Makes me forget about the travesty that was Man of Steel, at least both Ottman and Singer understood that Superman needs to have the march, the best superhero theme ever composed.

I'll see you one Superman March and raise you a "Rising Hero" theme from Batman Begins.

Into The Storm By Brian Tyler

This one didn't leave as much of an impression on me as TMNT, though i was busier while listening to it. The first track is again a highlight, and overall the score seems to feature some nice action music as well as a lot of nice reflective music (Which TMNT has very little of). Also some trademark Tyler pounding drums and a few bits that reminded me of Twister mixed with Now You See Me.

Definitely will be giving both these Tyler scores more spins!

Really?

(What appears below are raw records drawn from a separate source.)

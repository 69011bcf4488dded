// File: crates/graph-core/src/scale.rs
// Summary: Coordinate mapper: data-space (index, value) to pixel offsets.

use crate::error::GraphError;
use crate::geometry::PxPoint;
use crate::style::GraphStyle;
use crate::types::GraphPoint;

/// Fixed anchor injected ahead of the mapped points; gives the curve its
/// entry near the top-left.
pub const LEAD_ANCHOR: PxPoint = PxPoint::new(0.0, 200.0);

/// Y of the fixed anchor the curve exits through at the right canvas edge.
pub const TAIL_ANCHOR_Y: f32 = 600.0;

/// Gap between the grid's left edge and the first data column.
pub const SIDE_OFFSET: f32 = 60.0;

/// Precomputed pixel transforms for one render. All fields are derived from
/// the canvas size, the style paddings, the value ceiling, and the point
/// count; construction fails if either divisor would be zero.
#[derive(Clone, Copy, Debug)]
pub struct GraphScale {
    pub width: f32,
    pub height: f32,
    /// Chart floor: height minus stroke width and bottom padding.
    pub bottom: f32,
    /// Left edge of the grid: start padding plus stroke width.
    pub start: f32,
    /// X of the first data column.
    pub first_column: f32,
    /// Uniform horizontal gap between consecutive data columns.
    pub column_width: f32,
    /// Vertical pixels per value unit.
    pub grid_step: f32,
    pub max_value: i32,
}

impl GraphScale {
    pub fn new(
        width: f32,
        height: f32,
        style: &GraphStyle,
        max_value: i32,
        point_count: usize,
    ) -> Result<Self, GraphError> {
        if max_value < 1 {
            return Err(GraphError::InvalidMaxValue(max_value));
        }
        if point_count == 0 {
            return Err(GraphError::EmptyData);
        }

        let bottom = height - style.stroke_width - style.padding_bottom;
        let start = style.padding_start + style.stroke_width;
        let first_column = start + SIDE_OFFSET;
        let column_width = (width - first_column) / point_count as f32;
        let grid_step = bottom / max_value as f32;

        Ok(Self {
            width,
            height,
            bottom,
            start,
            first_column,
            column_width,
            grid_step,
            max_value,
        })
    }

    /// X pixel offset of the data column at `index`.
    #[inline]
    pub fn x_at(&self, index: usize) -> f32 {
        self.first_column + self.column_width * index as f32
    }

    /// Y pixel offset for `value`. Larger values sit closer to the top;
    /// values above `max_value` land above the chart's top edge unclamped.
    #[inline]
    pub fn y_at(&self, value: i32) -> f32 {
        self.bottom - self.grid_step * value as f32
    }

    /// Map the data into pixel space: the lead anchor followed by one point
    /// per datum. Returns a fresh vector; the trailing anchor is never part
    /// of this sequence.
    pub fn map_points(&self, data: &[GraphPoint]) -> Vec<PxPoint> {
        let mut out = Vec::with_capacity(data.len() + 1);
        out.push(LEAD_ANCHOR);
        for (index, point) in data.iter().enumerate() {
            out.push(PxPoint::new(self.x_at(index), self.y_at(point.value)));
        }
        out
    }

    /// The fixed exit anchor at the right canvas edge. Consumed only by the
    /// curve builder's stroke path.
    pub fn tail_anchor(&self) -> PxPoint {
        PxPoint::new(self.width, TAIL_ANCHOR_Y)
    }
}
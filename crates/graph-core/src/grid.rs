// File: crates/graph-core/src/grid.rs
// Summary: Gridline row helpers.

/// Label text for gridline row `row` (0 = top). Rows count down from the
/// ceiling, so the top line reads `max_value` and the bottom line reads 0.
pub fn row_label(row: i32, max_value: i32) -> String {
    (row - max_value).abs().to_string()
}
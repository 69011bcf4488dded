// File: crates/graph-core/tests/snapshot.rs
// Purpose: Golden snapshot harness with bless flow.
// Behavior:
// - Renders the deterministic reference graph to PNG bytes.
// - If env UPDATE_SNAPSHOTS=1, (re)writes the snapshot file.
// - Else, if snapshot exists, compares decoded pixels for exact match.
// - Else, logs a note and returns (skips) without failing to ease first run.

use graph_core::{Graph, GraphPoint, RenderOptions};

fn render_bytes() -> Vec<u8> {
    let graph = Graph::with_data(
        6,
        vec![
            GraphPoint::new(2022, 2),
            GraphPoint::new(2023, 3),
            GraphPoint::new(2024, 6),
            GraphPoint::new(2024, 0),
            GraphPoint::new(2025, 4),
        ],
    );

    let mut opts = RenderOptions::default();
    opts.draw_labels = false; // avoid text nondeterminism across platforms
    graph.render_to_png_bytes(&opts).expect("render bytes")
}

#[test]
fn golden_reference_graph() {
    let bytes = render_bytes();
    let snap_dir = std::path::PathBuf::from(env!("CARGO_MANIFEST_DIR")).join("tests/__snapshots__");
    let snap_path = snap_dir.join("reference_graph.png");

    let update = std::env::var("UPDATE_SNAPSHOTS")
        .ok()
        .map(|v| v == "1" || v.eq_ignore_ascii_case("true"))
        .unwrap_or(false);

    if update {
        std::fs::create_dir_all(&snap_dir).expect("create snapshots dir");
        std::fs::write(&snap_path, &bytes).expect("write snapshot");
        eprintln!("[snapshot] Updated {} ({} bytes)", snap_path.display(), bytes.len());
        return;
    }

    if snap_path.exists() {
        let want = std::fs::read(&snap_path).expect("read snapshot");
        // Compare decoded pixel buffers to avoid PNG encoder variance
        let got_img = image::load_from_memory(&bytes).expect("decode got").to_rgba8();
        let want_img = image::load_from_memory(&want).expect("decode want").to_rgba8();
        assert_eq!(
            got_img.as_raw(),
            want_img.as_raw(),
            "rendered pixels differ from golden snapshot: {}",
            snap_path.display()
        );
    } else {
        eprintln!(
            "[snapshot] Missing snapshot {}; set UPDATE_SNAPSHOTS=1 to bless.",
            snap_path.display()
        );
        // Skip without failing on first run
    }
}
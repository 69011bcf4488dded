// File: crates/graph-core/build.rs
// Summary: Build script linking Windows system libraries required by Skia/ICU.

fn main() {
    #[cfg(target_os = "windows")]
    {
        // RegOpenKeyExW, RegQueryInfoKeyW, etc.
        println!("cargo:rustc-link-lib=advapi32");
    }
}
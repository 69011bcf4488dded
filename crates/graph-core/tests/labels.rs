// File: crates/graph-core/tests/labels.rs
// Purpose: Validate the gridline label inversion rule.

use graph_core::grid::row_label;

#[test]
fn rows_count_down_from_the_ceiling() {
    let labels: Vec<String> = (0..=6).map(|row| row_label(row, 6)).collect();
    assert_eq!(labels, vec!["6", "5", "4", "3", "2", "1", "0"]);
}

#[test]
fn top_row_reads_max_bottom_row_reads_zero() {
    assert_eq!(row_label(0, 6), "6");
    assert_eq!(row_label(6, 6), "0");
    assert_eq!(row_label(0, 1), "1");
    assert_eq!(row_label(1, 1), "0");
}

I found Into the Storm far superior to TMNT, and probably the best score of Tyler's career.

Lucy by Eric Serra

Meh...there isn't much to get excited about here.

You expected something to get excited about from Eric Serra?

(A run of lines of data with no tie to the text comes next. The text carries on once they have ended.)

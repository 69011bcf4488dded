use criterion::{black_box, criterion_group, criterion_main, Criterion};
use graph_core::curve::{shadow_path, stroke_path};
use graph_core::{GraphPoint, GraphScale, GraphStyle};

fn build_data(n: usize) -> Vec<GraphPoint> {
    (0..n)
        .map(|i| GraphPoint::new(2000 + i as i32, (i % 7) as i32))
        .collect()
}

fn bench_layout(c: &mut Criterion) {
    let mut group = c.benchmark_group("map_and_curve");
    for &n in &[100usize, 10_000usize] {
        group.bench_function(format!("points_{n}"), |b| {
            let data = build_data(n);
            let style = GraphStyle::default();
            let scale = GraphScale::new(1080.0, 900.0, &style, 6, data.len()).expect("scale");
            b.iter(|| {
                let points = scale.map_points(&data);
                let stroke = stroke_path(&points, scale.tail_anchor());
                let shadow = shadow_path(&points, scale.bottom);
                black_box((stroke, shadow));
            });
        });
    }
    group.finish();
}

criterion_group!(benches, bench_layout);
criterion_main!(benches);
//! Scene files: a container and its children described in TOML
//!
//! ```toml
//! [container]
//! width = 100
//! height = 100
//! padding = "4px"
//!
//! [[element]]
//! name = "badge"
//! preferred = [20, 20]
//! insets = "top:10px; left:10px; bottom:auto; right:auto"
//! ```
//!
//! Element constraints use the compact text format of [`crate::parser`];
//! `anchors` are sibling indices in file order.

use std::fmt::Write as _;
use std::path::Path;

use serde::Deserialize;
use thiserror::Error;

use crate::error::{ConstraintError, ParseError};
use crate::layout::{
    ConstraintSet, Edges, ElementId, Inset, LayeredLayout, LayoutConfig, PassCache, Scene, Side,
    Size,
};
use crate::parser;

/// Errors that can occur when loading a scene file
#[derive(Error, Debug)]
pub enum SceneError {
    #[error("Failed to read scene file: {0}")]
    IoError(#[from] std::io::Error),
    #[error("Failed to parse scene TOML: {0}")]
    ParseError(#[from] toml::de::Error),
    #[error("{owner}: invalid {field} '{value}': {source}")]
    Invalid {
        owner: String,
        field: &'static str,
        value: String,
        source: ConstraintError,
    },
}

/// TOML structure of a scene file
#[derive(Debug, Clone, Deserialize)]
pub struct SceneFile {
    pub container: ContainerSpec,
    #[serde(default, rename = "element")]
    pub elements: Vec<ElementSpec>,
}

#[derive(Debug, Clone, Deserialize)]
pub struct ContainerSpec {
    pub width: i32,
    pub height: i32,
    pub padding: Option<String>,
    #[serde(default)]
    pub rtl: bool,
}

#[derive(Debug, Clone, Deserialize)]
pub struct ElementSpec {
    pub name: Option<String>,
    #[serde(default)]
    pub preferred: [i32; 2],
    pub margin: Option<String>,
    pub insets: Option<String>,
    pub anchors: Option<String>,
    pub positions: Option<String>,
}

/// A scene built from a [`SceneFile`]
#[derive(Debug, Clone)]
pub struct LoadedScene {
    pub scene: Scene,
    pub container: ElementId,
    /// Children in file order
    pub elements: Vec<ElementId>,
}

impl SceneFile {
    /// Load a scene from a TOML file
    pub fn from_file(path: &Path) -> Result<Self, SceneError> {
        let content = std::fs::read_to_string(path)?;
        Self::from_str(&content)
    }

    /// Load a scene from a TOML string
    pub fn from_str(content: &str) -> Result<Self, SceneError> {
        Ok(toml::from_str(content)?)
    }

    /// Create the container and its children, then apply their constraints
    pub fn build(&self, config: &LayoutConfig) -> Result<LoadedScene, SceneError> {
        let mut scene = Scene::new();
        let root = &self.container;
        let container = scene.add_container(root.width, root.height);
        scene.node_mut(container).rtl = root.rtl;
        if let Some(padding) = &root.padding {
            let padding = box_edges(padding, config)
                .map_err(|e| invalid("container", "padding", padding, e))?;
            scene.set_padding(container, padding);
        }

        let elements: Vec<ElementId> = self
            .elements
            .iter()
            .map(|element| {
                let [width, height] = element.preferred;
                let id = scene.add_element(container, Size::new(width, height));
                if let Some(name) = &element.name {
                    scene.set_name(id, name.clone());
                }
                id
            })
            .collect();

        // Anchors may point forward, so constraints go on once every element exists
        let layout = LayeredLayout::new(config.clone());
        for (element, &id) in self.elements.iter().zip(&elements) {
            let owner = scene.node(id).label(id);
            if let Some(margin) = &element.margin {
                let margin = box_edges(margin, config)
                    .map_err(|e| invalid(&owner, "margin", margin, e))?;
                scene.set_margin(id, margin);
            }
            if let Some(insets) = &element.insets {
                let set = ConstraintSet::from_insets(insets)
                    .map_err(|e| invalid(&owner, "insets", insets, e.into()))?;
                scene.install_constraint(id, set);
            }
            if let Some(positions) = &element.positions {
                scene
                    .get_or_create_constraint(id)
                    .set_anchor_positions(positions)
                    .map_err(|e| invalid(&owner, "positions", positions, e.into()))?;
            }
            if let Some(anchors) = &element.anchors {
                layout
                    .set_anchor_indices(&mut scene, id, anchors)
                    .map_err(|e| invalid(&owner, "anchors", anchors, e))?;
            }
        }

        Ok(LoadedScene {
            scene,
            container,
            elements,
        })
    }
}

impl LoadedScene {
    /// One line per element: `name: x y width height`, followed by the
    /// sides whose auto inset was clipped in the given pass
    pub fn report(&self, cache: &PassCache) -> String {
        let mut out = String::new();
        for &id in &self.elements {
            let node = self.scene.node(id);
            let _ = write!(out, "{}: {}", node.label(id), node.bounds);
            let clipped: Vec<&str> = Side::CLOCKWISE
                .iter()
                .filter(|side| cache.is_clipped(id, **side))
                .map(|side| side.as_str())
                .collect();
            if !clipped.is_empty() {
                let _ = write!(out, " (clipped: {})", clipped.join(", "));
            }
            out.push('\n');
        }
        out
    }

    /// Each element's constraint in labeled form, with anchor indices and positions
    pub fn constraints(&mut self, layout: &LayeredLayout) -> String {
        let mut out = String::new();
        for &id in &self.elements {
            let label = self.scene.node(id).label(id);
            let Some(set) = self.scene.constraint(id) else {
                let _ = writeln!(out, "{}: fill", label);
                continue;
            };
            let insets = set.insets_to_string(true);
            let positions = set.anchor_positions_to_string(false);
            let anchors = layout
                .anchor_indices_to_string(&mut self.scene, id, false)
                .unwrap_or_default();
            let _ = writeln!(
                out,
                "{}: {} | anchors {} | positions {}",
                label, insets, anchors, positions
            );
        }
        out
    }
}

/// Margin or padding from 1-4 values; only px and mm are meaningful here
fn box_edges(text: &str, config: &LayoutConfig) -> Result<Edges<i32>, ConstraintError> {
    let list = parser::parse_insets(text)?;
    let mut edges = Edges::all(0);
    for (side, inset) in list.assignments() {
        *edges.get_mut(side) = match inset {
            Inset::Px(px) => px,
            Inset::Mm(mm) => config.mm_to_px(mm),
            Inset::Percent(_) | Inset::Auto => {
                return Err(ConstraintError::Parse(vec![ParseError::Syntax {
                    span: 0..text.len(),
                    message: format!("{} must be in px or mm", inset),
                    expected: vec!["px".to_string(), "mm".to_string()],
                }]))
            }
        };
    }
    Ok(edges)
}

fn invalid(owner: &str, field: &'static str, value: &str, source: ConstraintError) -> SceneError {
    SceneError::Invalid {
        owner: owner.to_string(),
        field,
        value: value.to_string(),
        source,
    }
}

Is it me or is the action material in ROTS incredibly similar to THE PATRIOT?

It is mostly you but you could argue that the modern JW action writing of the noughties was emerging in The Patriot and had found a slightly more motivic yet kinetic formula by 2005. The ostinato heavy approach really reached its peak during that time in Williams' post 2000 action writing. In The Patriot it is still a combination of both straighforward bold thematic statements and those driving pulsing forward hurtling ideas that would characterize so much of JWs later action output.

I was just listening to the Patriot the other day and it really contains a lot of elements that became quite prevalent in the 2000's Williams. Americana string elegies and Vaughan Williamsy-Aaron Copland-esque mix of pastoral writing and the ostinati driven kinetically charged action music. What Williams might have won in refinement he somewhat lost in the sheer raw energy. But there is also the old fashioned heroic burnished brass fanfare writing mixed with highly melodic themes going on in the Patriot, especially for the final battle sequence like which Williams hasn't quite written since.

While listening to the End Credits it struck me how great it would have been if Mark O'Connor had been featured throughout the score since his fiddle work really gives the suite such wonderful special flavour that might have benefited the sound world of the music immensely.

I think every time I listen to The Patriot, I find something else to like about it. "Tavington's Trap" is becoming one of my favorite Williams action pieces, up there with "I Am the Senate," "Revenge of the Sith," and "Belly of the Steel Beast."

Innerspace (Jerry Goldsmith)

I had tears in my eyes while listening to this, Jerry in his ultra-fun & super duper creative mode.

I had tears in my eyes because this is what's missing from much of today's film scoring.

The genius of Jerry is what's missing. The talent and desire to improve a film 200 %.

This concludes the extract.